Tradisi Arak Bako

Restu Keluarga untuk Si Anak Pisang
Foto: infopublik.id

PariwisataIndonesia.id – Sobat Pariwisata, bagi sebagian orang pernikahan adalah salah satu momen penting dalam kehidupan. Maka tidak heran, banyak budaya dan tradisi yang ikut melengkapi rangkaian acara sakral ini. Seperti juga yang berlaku di Minangkabau, khususnya masyarakat Solok, Sumatra Barat. Dalam rangkaian  acara pernikahan, masyarakat Solok melangsungkan satu tradisi yang disebut Arak Bako.

Pariwisata Indonesia
Foto: travelerbase.com

Arak Bako berasal dari kata arak dan bako. Arak berarti bawa sedangkan bako merupakan saudara perempuan dari pihak ayah, keluarga garis ibu dari pihak ayah. Saat anak daro (pengantin perempuan) akan melangsungkan pernikahan, pihak bako akan melakukan Arak Bako, yaitu tradisi iring-iringan anak daro. Bagi pihak bako, anak daro yang akan menikah disebut sebagai anak pisang. Tradisi ini merupakan wujud syukur dan kebahagian para bako atas pernikahan anak pisang mereka. Melalui tradisi ini, mereka juga mengabarkan kepada masyarakat bahwa anak pisang mereka akan menikah.

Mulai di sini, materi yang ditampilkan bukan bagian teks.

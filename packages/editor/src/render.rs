//! # Render Surface
//!
//! The editor never reads state back from the UI. After each change it pushes
//! a projection of the affected part of the [`Document`] to a
//! [`RenderSurface`], which rebuilds that view from scratch.
//!
//! Surfaces are called while the editor holds its document lock, so an
//! implementation must not call back into the editor.

use crate::document::{AssessmentPlan, Document, Schedule, Topic, Unit};
use std::sync::atomic::{AtomicBool, Ordering};
use std::sync::{Mutex, PoisonError};

/// A projection of one document section
#[derive(Debug, Clone, Copy, PartialEq, Eq, Hash)]
pub enum View {
    Topics,
    Units,
    Schedule,
    AssessmentPlan,
}

impl View {
    pub const ALL: [View; 4] = [View::Topics, View::Units, View::Schedule, View::AssessmentPlan];
}

#[derive(Debug, Clone, Copy, PartialEq, Eq)]
pub enum Severity {
    Info,
    Success,
    Warning,
    Error,
}

/// UI capable of displaying the document and talking to the user
pub trait RenderSurface: Send + Sync {
    fn render_topics(&self, topics: &[Topic]);

    /// Units need the topics to show names for their references
    fn render_units(&self, units: &[Unit], topics: &[Topic]);

    fn render_schedule(&self, schedule: &Schedule);

    fn render_assessment_plan(&self, plan: &AssessmentPlan);

    /// Autosave indicator and error surfacing
    fn notify(&self, message: &str, severity: Severity);

    /// Ask the user a yes/no question
    fn confirm(&self, prompt: &str) -> bool;
}

pub(crate) fn render_view(surface: &dyn RenderSurface, doc: &Document, view: View) {
    match view {
        View::Topics => surface.render_topics(&doc.topics),
        View::Units => surface.render_units(&doc.units, &doc.topics),
        View::Schedule => surface.render_schedule(&doc.schedule),
        View::AssessmentPlan => surface.render_assessment_plan(&doc.assessment_plan),
    }
}

pub(crate) fn render_all(surface: &dyn RenderSurface, doc: &Document) {
    for view in View::ALL {
        render_view(surface, doc, view);
    }
}

// ============================================================================
// Headless surface
// ============================================================================

/// Surface for hosts without a UI: projections and notifications go to
/// `tracing`, confirmations get a fixed answer.
#[derive(Debug)]
pub struct TracingSurface {
    confirm_answer: bool,
}

impl TracingSurface {
    pub fn new(confirm_answer: bool) -> Self {
        Self { confirm_answer }
    }
}

impl Default for TracingSurface {
    fn default() -> Self {
        Self::new(true)
    }
}

impl RenderSurface for TracingSurface {
    fn render_topics(&self, topics: &[Topic]) {
        let completed = topics.iter().filter(|t| t.completed).count();
        tracing::debug!(count = topics.len(), completed, "render topics");
    }

    fn render_units(&self, units: &[Unit], topics: &[Topic]) {
        let dangling: usize = units.iter().map(|u| u.dangling_refs(topics).len()).sum();
        tracing::debug!(count = units.len(), dangling, "render units");
    }

    fn render_schedule(&self, schedule: &Schedule) {
        tracing::debug!(
            weekly_hours = schedule.weekly_hours_total,
            weeks = schedule.total_weeks,
            months = schedule.monthly_plan.len(),
            "render schedule"
        );
    }

    fn render_assessment_plan(&self, plan: &AssessmentPlan) {
        tracing::debug!(methods = plan.methods.len(), "render assessment plan");
    }

    fn notify(&self, message: &str, severity: Severity) {
        match severity {
            Severity::Info | Severity::Success => tracing::info!("{}", message),
            Severity::Warning => tracing::warn!("{}", message),
            Severity::Error => tracing::error!("{}", message),
        }
    }

    fn confirm(&self, prompt: &str) -> bool {
        tracing::info!(answer = self.confirm_answer, "confirm: {}", prompt);
        self.confirm_answer
    }
}

// ============================================================================
// Recording surface
// ============================================================================

/// One call made on a [`RecordingSurface`]
#[derive(Debug, Clone, PartialEq)]
pub enum SurfaceEvent {
    Topics(Vec<Topic>),
    Units { units: Vec<Unit>, topics: Vec<Topic> },
    Schedule(Schedule),
    AssessmentPlan(AssessmentPlan),
    Notify { message: String, severity: Severity },
    Confirm { prompt: String, answer: bool },
}

impl SurfaceEvent {
    /// The view this event renders, if it is a render call
    pub fn view(&self) -> Option<View> {
        match self {
            SurfaceEvent::Topics(_) => Some(View::Topics),
            SurfaceEvent::Units { .. } => Some(View::Units),
            SurfaceEvent::Schedule(_) => Some(View::Schedule),
            SurfaceEvent::AssessmentPlan(_) => Some(View::AssessmentPlan),
            SurfaceEvent::Notify { .. } | SurfaceEvent::Confirm { .. } => None,
        }
    }
}

/// Surface that records every call, with a scripted confirmation answer.
///
/// Useful for hosts that replay projections and for tests.
#[derive(Debug, Default)]
pub struct RecordingSurface {
    events: Mutex<Vec<SurfaceEvent>>,
    confirm_answer: AtomicBool,
}

impl RecordingSurface {
    pub fn new() -> Self {
        Self::default()
    }

    pub fn answering(confirm_answer: bool) -> Self {
        let surface = Self::new();
        surface.set_confirm_answer(confirm_answer);
        surface
    }

    pub fn set_confirm_answer(&self, answer: bool) {
        self.confirm_answer.store(answer, Ordering::SeqCst);
    }

    pub fn events(&self) -> Vec<SurfaceEvent> {
        self.lock().clone()
    }

    /// Drain recorded events
    pub fn take_events(&self) -> Vec<SurfaceEvent> {
        std::mem::take(&mut *self.lock())
    }

    /// Views rendered so far, in call order
    pub fn rendered_views(&self) -> Vec<View> {
        self.lock().iter().filter_map(SurfaceEvent::view).collect()
    }

    pub fn notifications(&self) -> Vec<(String, Severity)> {
        self.lock()
            .iter()
            .filter_map(|e| match e {
                SurfaceEvent::Notify { message, severity } => Some((message.clone(), *severity)),
                _ => None,
            })
            .collect()
    }

    pub fn confirm_prompts(&self) -> Vec<String> {
        self.lock()
            .iter()
            .filter_map(|e| match e {
                SurfaceEvent::Confirm { prompt, .. } => Some(prompt.clone()),
                _ => None,
            })
            .collect()
    }

    fn record(&self, event: SurfaceEvent) {
        self.lock().push(event);
    }

    fn lock(&self) -> std::sync::MutexGuard<'_, Vec<SurfaceEvent>> {
        self.events.lock().unwrap_or_else(PoisonError::into_inner)
    }
}

impl RenderSurface for RecordingSurface {
    fn render_topics(&self, topics: &[Topic]) {
        self.record(SurfaceEvent::Topics(topics.to_vec()));
    }

    fn render_units(&self, units: &[Unit], topics: &[Topic]) {
        self.record(SurfaceEvent::Units {
            units: units.to_vec(),
            topics: topics.to_vec(),
        });
    }

    fn render_schedule(&self, schedule: &Schedule) {
        self.record(SurfaceEvent::Schedule(schedule.clone()));
    }

    fn render_assessment_plan(&self, plan: &AssessmentPlan) {
        self.record(SurfaceEvent::AssessmentPlan(plan.clone()));
    }

    fn notify(&self, message: &str, severity: Severity) {
        self.record(SurfaceEvent::Notify {
            message: message.to_string(),
            severity,
        });
    }

    fn confirm(&self, prompt: &str) -> bool {
        let answer = self.confirm_answer.load(Ordering::SeqCst);
        self.record(SurfaceEvent::Confirm {
            prompt: prompt.to_string(),
            answer,
        });
        answer
    }
}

Tradisi Arak Bako dimulai dengan penjemputan anak daro oleh pihak bako menuju rumah induak bako. Bako juga mengundang anggota kerabat hingga tetangga untuk menghadiri acara tersebut. Kemudian, anak daro beserta pihak bako dan tamu undangan akan melakukan iring-iringan atau pawai dari rumah induak bako terdekat (kakak atau adik perempuan ayah) menuju rumah orang tua anak daro.

Pariwisata Indonesia
Foto: kebudayaan.kemdikbud.go.id

Arak Bako biasanya dihadiri puluhan hingga ratusan orang. Semakin banyak peserta dan semakin meriah pesta, menandakan semakin terpandang status sosial pihak bako dalam masyarakat. Para peserta Arak Bako berbaris dan berjalan bersama sambil membawa ketiding (bakul) hitam yang berisi barang-barang, seperti kado atau beras. Mereka juga mengenakan baju khas perempuan Solok, yaitu baju kurung basiba, kain sarung bugis, dan salondang (selendang).

Posisi dalam barisan ini diatur sedemikian rupa. Dari barisan paling depan berjajar anak daro, tuo arak bako (perempuan yang paling dihormati di pihak bako), keluarga dekat, hingga tetangga atau keluarga yang hubungan kekerabatannya jauh. Semakin di belakang, menandakan semakin jauh hubungan kekerabatan dengan anak daro. Di beberapa keluarga, anak daro terkadang didampingi juga oleh marapulai (pengantin laki-laki). Ada atau tidaknya marapulai tergantung dari kesepakatan kedua pihak.

Akan tetapi, tidak seluruh peserta arak-arakan memulai titik awal di rumah induak bako. Sebagian undangan ada yang menunggu di depan rumah masing-masing. Ketika rombongan Arak Bako melintas, mereka langsung masuk ke barisan.

Saat rombongan iring-iringan tiba di rumah anak daro, seorang panjawek baban (penerima beban) yang telah siap di halaman, akan menerima hadiah yang dibawa. Isinya akan dikeluarkan dari ketiding dan diganti dengan bingkisan berupa nasi, gulai nangka, dan nasi lamak sebagai imbalan dan ungkapan rasa terima kasih.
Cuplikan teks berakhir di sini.